**Work to be completed**
Give again, word for word, each line below starting at the one that contains "pub use jwt::Claims;" and ending at the one that contains "pub use password::PasswordHasher;".

**Records**
---+---

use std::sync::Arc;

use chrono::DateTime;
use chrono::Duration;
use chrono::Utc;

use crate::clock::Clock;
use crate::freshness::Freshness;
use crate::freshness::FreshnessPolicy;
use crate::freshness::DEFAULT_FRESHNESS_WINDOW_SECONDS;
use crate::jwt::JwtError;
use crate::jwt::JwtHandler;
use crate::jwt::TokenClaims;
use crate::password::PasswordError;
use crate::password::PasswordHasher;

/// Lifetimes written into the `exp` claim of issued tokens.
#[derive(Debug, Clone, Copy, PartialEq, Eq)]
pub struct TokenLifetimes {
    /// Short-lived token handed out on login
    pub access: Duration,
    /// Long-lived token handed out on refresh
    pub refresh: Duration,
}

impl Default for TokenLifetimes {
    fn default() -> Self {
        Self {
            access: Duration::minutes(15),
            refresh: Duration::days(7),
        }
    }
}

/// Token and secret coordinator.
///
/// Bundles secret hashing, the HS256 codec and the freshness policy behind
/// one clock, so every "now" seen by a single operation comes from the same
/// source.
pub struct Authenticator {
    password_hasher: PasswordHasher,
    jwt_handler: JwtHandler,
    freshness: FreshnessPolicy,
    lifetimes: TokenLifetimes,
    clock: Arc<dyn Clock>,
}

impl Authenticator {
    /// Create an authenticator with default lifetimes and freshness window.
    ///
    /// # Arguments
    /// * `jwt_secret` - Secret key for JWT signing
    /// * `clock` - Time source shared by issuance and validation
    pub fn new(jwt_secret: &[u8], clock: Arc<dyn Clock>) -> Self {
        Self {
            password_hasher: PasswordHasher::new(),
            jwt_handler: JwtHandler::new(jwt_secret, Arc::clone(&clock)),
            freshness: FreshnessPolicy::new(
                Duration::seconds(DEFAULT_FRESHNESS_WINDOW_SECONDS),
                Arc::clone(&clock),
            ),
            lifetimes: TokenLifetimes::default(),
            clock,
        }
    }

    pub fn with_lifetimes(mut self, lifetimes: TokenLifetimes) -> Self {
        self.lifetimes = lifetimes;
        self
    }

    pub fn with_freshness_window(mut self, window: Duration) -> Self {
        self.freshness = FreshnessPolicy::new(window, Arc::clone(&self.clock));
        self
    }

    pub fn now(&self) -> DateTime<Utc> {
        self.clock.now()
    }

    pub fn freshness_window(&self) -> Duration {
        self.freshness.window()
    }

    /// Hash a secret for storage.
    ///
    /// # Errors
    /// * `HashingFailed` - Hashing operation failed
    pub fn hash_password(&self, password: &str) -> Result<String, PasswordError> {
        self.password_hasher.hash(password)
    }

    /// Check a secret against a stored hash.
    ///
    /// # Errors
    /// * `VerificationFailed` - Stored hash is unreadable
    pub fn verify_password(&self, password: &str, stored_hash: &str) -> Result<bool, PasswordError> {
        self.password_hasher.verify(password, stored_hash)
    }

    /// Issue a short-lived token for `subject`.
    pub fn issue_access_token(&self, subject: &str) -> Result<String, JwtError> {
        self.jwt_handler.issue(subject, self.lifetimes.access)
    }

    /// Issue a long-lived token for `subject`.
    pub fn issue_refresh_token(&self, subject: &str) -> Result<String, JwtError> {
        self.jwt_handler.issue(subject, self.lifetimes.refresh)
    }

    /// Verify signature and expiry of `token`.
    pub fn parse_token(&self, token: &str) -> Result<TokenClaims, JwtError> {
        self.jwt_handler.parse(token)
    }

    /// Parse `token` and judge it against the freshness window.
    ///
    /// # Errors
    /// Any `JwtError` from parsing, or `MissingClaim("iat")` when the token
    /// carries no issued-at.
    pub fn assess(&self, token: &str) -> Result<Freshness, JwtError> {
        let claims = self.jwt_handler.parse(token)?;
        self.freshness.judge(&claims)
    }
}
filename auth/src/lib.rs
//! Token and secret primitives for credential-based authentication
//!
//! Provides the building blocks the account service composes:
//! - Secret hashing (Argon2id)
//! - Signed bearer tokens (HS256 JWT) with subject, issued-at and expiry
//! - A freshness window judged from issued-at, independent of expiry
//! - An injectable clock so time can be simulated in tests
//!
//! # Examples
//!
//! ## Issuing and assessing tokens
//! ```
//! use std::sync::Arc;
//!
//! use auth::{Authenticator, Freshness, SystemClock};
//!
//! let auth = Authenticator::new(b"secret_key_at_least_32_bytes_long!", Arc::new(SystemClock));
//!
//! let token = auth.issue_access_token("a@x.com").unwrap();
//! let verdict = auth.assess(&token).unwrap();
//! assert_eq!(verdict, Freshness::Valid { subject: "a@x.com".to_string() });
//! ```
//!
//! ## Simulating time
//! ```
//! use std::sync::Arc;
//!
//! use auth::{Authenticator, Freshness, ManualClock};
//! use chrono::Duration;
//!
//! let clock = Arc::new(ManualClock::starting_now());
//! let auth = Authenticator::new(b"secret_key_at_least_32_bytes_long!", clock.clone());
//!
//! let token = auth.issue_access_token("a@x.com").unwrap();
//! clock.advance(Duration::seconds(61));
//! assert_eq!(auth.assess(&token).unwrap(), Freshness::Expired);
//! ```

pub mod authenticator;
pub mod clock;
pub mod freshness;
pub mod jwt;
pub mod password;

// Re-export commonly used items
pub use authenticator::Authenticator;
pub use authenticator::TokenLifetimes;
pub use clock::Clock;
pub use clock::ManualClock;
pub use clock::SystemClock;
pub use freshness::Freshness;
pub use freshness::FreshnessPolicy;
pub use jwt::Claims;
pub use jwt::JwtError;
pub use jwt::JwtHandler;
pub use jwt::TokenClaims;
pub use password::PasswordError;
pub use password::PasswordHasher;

---+---

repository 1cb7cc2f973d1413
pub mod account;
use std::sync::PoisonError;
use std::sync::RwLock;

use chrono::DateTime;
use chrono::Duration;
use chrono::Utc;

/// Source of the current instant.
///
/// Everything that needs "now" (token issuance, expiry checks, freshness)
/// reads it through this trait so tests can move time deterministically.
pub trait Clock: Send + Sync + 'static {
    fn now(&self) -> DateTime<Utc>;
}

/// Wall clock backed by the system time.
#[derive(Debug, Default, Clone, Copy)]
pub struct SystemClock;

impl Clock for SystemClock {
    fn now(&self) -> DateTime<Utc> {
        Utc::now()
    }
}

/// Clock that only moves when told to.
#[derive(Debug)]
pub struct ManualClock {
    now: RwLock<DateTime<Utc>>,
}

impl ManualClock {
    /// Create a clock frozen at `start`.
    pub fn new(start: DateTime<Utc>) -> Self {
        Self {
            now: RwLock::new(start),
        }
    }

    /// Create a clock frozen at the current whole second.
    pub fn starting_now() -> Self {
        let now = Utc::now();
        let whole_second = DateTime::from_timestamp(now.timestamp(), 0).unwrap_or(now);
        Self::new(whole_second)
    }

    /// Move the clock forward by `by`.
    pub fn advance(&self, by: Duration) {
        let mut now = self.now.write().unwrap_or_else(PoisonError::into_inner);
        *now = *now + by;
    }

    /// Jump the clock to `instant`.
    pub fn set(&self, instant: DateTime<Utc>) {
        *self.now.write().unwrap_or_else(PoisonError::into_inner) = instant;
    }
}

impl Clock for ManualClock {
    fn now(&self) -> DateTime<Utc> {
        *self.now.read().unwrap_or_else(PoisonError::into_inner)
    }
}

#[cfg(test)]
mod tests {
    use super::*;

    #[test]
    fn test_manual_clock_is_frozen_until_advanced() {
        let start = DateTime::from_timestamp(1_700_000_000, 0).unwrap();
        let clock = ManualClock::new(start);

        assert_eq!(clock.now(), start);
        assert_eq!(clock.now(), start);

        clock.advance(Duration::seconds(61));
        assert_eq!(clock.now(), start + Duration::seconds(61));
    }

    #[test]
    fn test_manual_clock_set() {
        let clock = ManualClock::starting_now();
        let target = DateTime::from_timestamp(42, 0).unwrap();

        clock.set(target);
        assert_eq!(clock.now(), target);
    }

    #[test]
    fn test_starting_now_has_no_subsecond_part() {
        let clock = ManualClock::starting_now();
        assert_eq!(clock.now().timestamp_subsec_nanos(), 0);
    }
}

---+---

**Expected answer**
pub use jwt::Claims;
pub use jwt::JwtError;
pub use jwt::JwtHandler;
pub use jwt::TokenClaims;
pub use password::PasswordError;
pub use password::PasswordHasher;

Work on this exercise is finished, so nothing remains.